1

does anyone know if it is possible to display google page rank of a particular website using php script?

if it is possible, how do i do it?

Smith
  • 5,765
  • 17
  • 102
  • 161
  • Are you referring to PageRank (PR) or the actual location of a listing in the results? – Cody Snider Aug 28 '10 at 04:07
  • you should read http://stackoverflow.com/faq#howtoask and conside to mark some of answers on your questions as ***accepted** and use also **voting** to vote up all answers which was helpful you you. – Oleg Aug 28 '10 at 10:36
  • @Oleg: most of the questions did not give me the desired answer i was looking for. should i mark it as unhelpful? @Cody Snider: am reffering to the actual pagerang (PR) number between 0 - 10 – Smith Aug 28 '10 at 12:18

1 Answers1

2

Okay, i re-wrote my Answer and extracted only the relevant part of my SEO Helper (my previous version had other stuff like Alexa Rank, Google Index, Yahoo Links etc in it. If you are looking for that, just see check an older revision of this answer!)

Please be aware that there are pages that have NO PAGERANK and by no I DON'T MEAN ZERO. There is just none.
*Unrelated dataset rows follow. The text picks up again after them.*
//! libshelf CLI
//!
//! Small command-line front end over the library core: initialize the
//! config, scan the roots, list what was found, and render a single
//! item's preview to disk through the same adapter/normalizer pipeline
//! the browser uses.

use anyhow::{bail, Context, Result};
use clap::{Parser, Subcommand};
use libshelf_cache::normalize;
use libshelf_core::{scan_roots, AppConfig, LibraryItem, ScanStats};
use libshelf_render::{DocumentKind, RendererRegistry, VisualNode};
use libshelf_scheduler::{wait_ready, READY_POLL_INTERVAL, READY_TIMEOUT};
use std::ffi::OsString;
use std::fs;
use std::path::{Path, PathBuf};

#[derive(Debug, Parser)]
#[command(name = "libshelf")]
#[command(about = "Personal document-library indexer")]
pub struct Cli {
    /// Path to the config file
    #[arg(long, default_value = "config.json")]
    config: PathBuf,

    #[command(subcommand)]
    command: Commands,
}

#[derive(Debug, Subcommand)]
enum Commands {
    /// Create a default config if none exists.
    Init,
    /// Scan the configured roots for documents.
    Scan {
        /// Override and persist the roots to scan
        #[arg(long, num_args = 0.., value_name = "DIR")]
        roots: Vec<PathBuf>,
    },
    /// List the documents found under the configured roots.
    List {
        /// Only list items with this extension
        #[arg(long, value_name = "EXT")]
        ext: Option<String>,
    },
    /// Render an item's first visual (page or cover) to an image file.
    Thumb {
        #[arg(value_name = "FILE")]
        file: PathBuf,
        #[arg(long)]
        output: Option<PathBuf>,
    },
    /// Print CLI version.
    Version,
}

/// Entry point shared by `main` and the tests
pub fn run<I, T>(args: I) -> Result<()>
where
    I: IntoIterator<Item = T>,
    T: Into<OsString> + Clone,
{
    let cli = Cli::parse_from(args);
    match cli.command {
        Commands::Init => cmd_init(&cli.config),
        Commands::Scan { roots } => cmd_scan(&cli.config, roots),
        Commands::List { ext } => cmd_list(&cli.config, ext),
        Commands::Thumb { file, output } => cmd_thumb(&file, output),
        Commands::Version => {
            println!("libshelf {}", env!("CARGO_PKG_VERSION"));
            Ok(())
        }
    }
}

fn cmd_init(config_path: &Path) -> Result<()> {
    let config = AppConfig::load(config_path)
        .with_context(|| format!("loading {}", config_path.display()))?;
    println!("config: {}", config_path.display());
    println!("database: {}", config.database);
    println!("roots: {}", config.normalized_roots().len());
    Ok(())
}

/// Roots from `LIBRARY_ROOTS`, split on the platform path separator
fn env_roots() -> Option<Vec<PathBuf>> {
    let env = std::env::var("LIBRARY_ROOTS").ok()?;
    let sep = if cfg!(windows) { ';' } else { ':' };
    let roots: Vec<PathBuf> = env
        .split(sep)
        .filter(|p| !p.is_empty())
        .map(PathBuf::from)
        .collect();
    if roots.is_empty() {
        None
    } else {
        Some(roots)
    }
}

fn scan_with_config(config_path: &Path, roots: Vec<PathBuf>) -> Result<(Vec<LibraryItem>, ScanStats)> {
    let mut config = AppConfig::load(config_path)
        .with_context(|| format!("loading {}", config_path.display()))?;

    let override_roots = if roots.is_empty() { env_roots() } else { Some(roots) };
    if let Some(roots) = override_roots {
        config.roots = roots
            .iter()
            .map(|r| r.to_string_lossy().into_owned())
            .collect();
        config.save(config_path)?;
    }

    Ok(scan_roots(
        &config.normalized_roots(),
        &config.normalized_extensions(),
    ))
}

fn cmd_scan(config_path: &Path, roots: Vec<PathBuf>) -> Result<()> {
    let (_items, stats) = scan_with_config(config_path, roots)?;
    println!(
        "scanned: {}, indexed: {}, skipped: {}",
        stats.scanned, stats.indexed, stats.skipped
    );
    Ok(())
}

fn cmd_list(config_path: &Path, ext: Option<String>) -> Result<()> {
    let (items, _stats) = scan_with_config(config_path, Vec::new())?;
    let filter = ext.map(|e| e.trim_start_matches('.').to_ascii_lowercase());
    for item in &items {
        if let Some(ref ext) = filter {
            if item.ext != *ext {
                continue;
            }
        }
        println!("{:>6}  {:>12}  {}", item.id, item.size, item.path.display());
    }
    Ok(())
}

/// Render the first visual of one document through the preview pipeline
fn render_thumb(file: &Path) -> Result<Option<VisualNode>> {
    let ext = file
        .extension()
        .map(|e| e.to_string_lossy().to_ascii_lowercase())
        .unwrap_or_default();
    let Some(kind) = DocumentKind::from_ext(&ext) else {
        bail!("unsupported document type: {:?}", ext);
    };

    let registry = RendererRegistry::with_default_backends();
    let adapter = registry
        .adapter_for(kind)
        .context("no renderer registered for this document kind")?;

    if !wait_ready(|| adapter.is_ready(), READY_TIMEOUT, READY_POLL_INTERVAL) {
        bail!("renderer backend did not become ready");
    }

    let raw = adapter
        .render_first_visual(file)
        .with_context(|| format!("rendering {}", file.display()))?;
    Ok(raw.map(normalize))
}

fn cmd_thumb(file: &Path, output: Option<PathBuf>) -> Result<()> {
    let Some(node) = render_thumb(file)? else {
        println!("no preview available for {}", file.display());
        return Ok(());
    };

    let output = output.unwrap_or_else(|| {
        let stem = file
            .file_stem()
            .map(|s| s.to_string_lossy().into_owned())
            .unwrap_or_else(|| "preview".to_string());
        PathBuf::from(format!("{}.{}", stem, node.image().format().extension()))
    });
    fs::write(&output, node.image().bytes())
        .with_context(|| format!("writing {}", output.display()))?;
    println!(
        "{} ({}x{}) -> {}",
        file.display(),
        node.width(),
        node.height(),
        output.display()
    );
    Ok(())
}

#[cfg(test)]
mod tests {
    use super::*;

    fn touch(path: &Path) {
        fs::write(path, b"x").unwrap();
    }

    #[test]
    fn test_cli_parses_subcommands() {
        let cli = Cli::parse_from(["libshelf", "init"]);
        assert!(matches!(cli.command, Commands::Init));

        let cli = Cli::parse_from(["libshelf", "scan", "--roots", "/a", "/b"]);
        match cli.command {
            Commands::Scan { roots } => assert_eq!(roots.len(), 2),
            other => panic!("unexpected command: {other:?}"),
        }

        let cli = Cli::parse_from(["libshelf", "thumb", "book.pdf", "--output", "out.png"]);
        match cli.command {
            Commands::Thumb { file, output } => {
                assert_eq!(file, PathBuf::from("book.pdf"));
                assert_eq!(output, Some(PathBuf::from("out.png")));
            }
            other => panic!("unexpected command: {other:?}"),
        }
    }

    #[test]
    fn test_init_creates_config() {
        let dir = tempfile::tempdir().unwrap();
        let config_path = dir.path().join("config.json");

        run(["libshelf", "--config", config_path.to_str().unwrap(), "init"]).unwrap();
        assert!(config_path.exists());
    }

    #[test]
    fn test_scan_persists_roots_and_counts() {
        let dir = tempfile::tempdir().unwrap();
        let config_path = dir.path().join("config.json");
        let library = dir.path().join("library");
        fs::create_dir(&library).unwrap();
        touch(&library.join("a.pdf"));
        touch(&library.join("b.epub"));
        touch(&library.join("notes.md"));

        let (items, stats) =
            scan_with_config(&config_path, vec![library.clone()]).unwrap();
        assert_eq!(items.len(), 2);
        assert_eq!(stats.indexed, 2);

        // The override was persisted; a later scan without roots reuses it.
        let (items, _) = scan_with_config(&config_path, Vec::new()).unwrap();
        assert_eq!(items.len(), 2);
    }

    #[test]
    fn test_render_thumb_rejects_unsupported_type() {
        let err = render_thumb(Path::new("notes.txt")).unwrap_err();
        assert!(err.to_string().contains("unsupported"));
    }
}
This may be because the page is so very unimportant (even less im portant than PR 0) or just so new but might very well be important. This is consiedered the same as PR 0 in my class!
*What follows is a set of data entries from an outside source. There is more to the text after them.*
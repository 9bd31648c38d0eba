//! Library item model
//!
//! One `LibraryItem` per indexed file. Items are owned by the current
//! listing/search result set, immutable for the lifetime of one render
//! pass, and replaced wholesale on every scan or search.

use libshelf_render::DocumentKind;
use std::path::{Path, PathBuf};

/// Unique identifier for a library item
pub type ItemId = u64;

/// One indexed document in the library
#[derive(Debug, Clone, PartialEq, serde::Serialize, serde::Deserialize)]
pub struct LibraryItem {
    /// Item identifier, stable within one listing
    pub id: ItemId,

    /// File name including extension
    pub name: String,

    /// Absolute path to the file
    pub path: PathBuf,

    /// Lowercased extension without the dot
    pub ext: String,

    /// Whether the user starred the item
    pub starred: bool,

    /// File size in bytes
    pub size: u64,

    /// Optional search-match snippet
    #[serde(default, skip_serializing_if = "Option::is_none")]
    pub snippet: Option<String>,
}

impl LibraryItem {
    /// Build an item from a path and stat data
    pub fn from_path(id: ItemId, path: &Path, size: u64) -> Self {
        let name = path
            .file_name()
            .map(|n| n.to_string_lossy().into_owned())
            .unwrap_or_default();
        let ext = path
            .extension()
            .map(|e| e.to_string_lossy().to_ascii_lowercase())
            .unwrap_or_default();

        Self {
            id,
            name,
            path: path.to_path_buf(),
            ext,
            starred: false,
            size,
            snippet: None,
        }
    }

    /// Document kind for preview rendering, `None` when unsupported
    pub fn kind(&self) -> Option<DocumentKind> {
        DocumentKind::from_ext(&self.ext)
    }
}

#[cfg(test)]
mod tests {
    use super::*;

    #[test]
    fn test_from_path_fields() {
        let item = LibraryItem::from_path(3, Path::new("/books/Rust in Action.PDF"), 1024);
        assert_eq!(item.id, 3);
        assert_eq!(item.name, "Rust in Action.PDF");
        assert_eq!(item.ext, "pdf");
        assert_eq!(item.size, 1024);
        assert!(!item.starred);
        assert!(item.snippet.is_none());
    }

    #[test]
    fn test_kind_resolution() {
        let pdf = LibraryItem::from_path(1, Path::new("/a/b.pdf"), 0);
        assert_eq!(pdf.kind(), Some(DocumentKind::Paginated));

        let epub = LibraryItem::from_path(2, Path::new("/a/b.epub"), 0);
        assert_eq!(epub.kind(), Some(DocumentKind::Archive));

        let txt = LibraryItem::from_path(3, Path::new("/a/b.txt"), 0);
        assert_eq!(txt.kind(), None);

        let bare = LibraryItem::from_path(4, Path::new("/a/noext"), 0);
        assert_eq!(bare.ext, "");
        assert_eq!(bare.kind(), None);
    }

    #[test]
    fn test_serde_round_trip() {
        let item = LibraryItem::from_path(9, Path::new("/lib/guide.epub"), 77);
        let json = serde_json::to_string(&item).unwrap();
        let back: LibraryItem = serde_json::from_str(&json).unwrap();
        assert_eq!(item, back);
    }
}
//! libshelf UI Library
//!
//! The listing-facing half of the preview subsystem: the slot views
//! thumbnails load into, the single floating hover popup with
//! viewport-aware placement, and the [`PreviewService`] that owns the
//! cache, the schedulers, and the popup on behalf of the listing.

pub mod placement;
pub mod popup;
pub mod service;
pub mod slot;

pub use placement::{place, DEFAULT_EDGE_MARGIN, POINTER_OFFSET};
pub use popup::{
    skeleton_label, visual_caption, PopupContent, PreviewPopup, LOAD_FAILED_TEXT, NO_PREVIEW_TEXT,
    POPUP_HEIGHT, POPUP_WIDTH,
};
pub use service::PreviewService;
pub use slot::{SlotContent, SlotView, NO_THUMBNAIL_TEXT, THUMBNAIL_FAILED_TEXT};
This has some pros and some cons. If possible you should handle it seperately in your logic, but this is not always possible, so 0 is the next best approach.

Furthermore:

This code is reverse engeneered and does not utilize some sort of API that has any form of SLA or whatever. So it might stop working ANY TIME!

And PLEASE DONT FLOOD GOOGLE!

I made the test. If you have only a very short period of sleep, google blocks you after 1000 requests (for quite some time!). With a random sleep between 1.5 and 2 secs it looks fine.

I once crawled the pagerank for 70k pages. Only once, because I just needed it. I did only 5k a day from several IPs and now i have the data and It doesnt get outdated because the pages are there for decades.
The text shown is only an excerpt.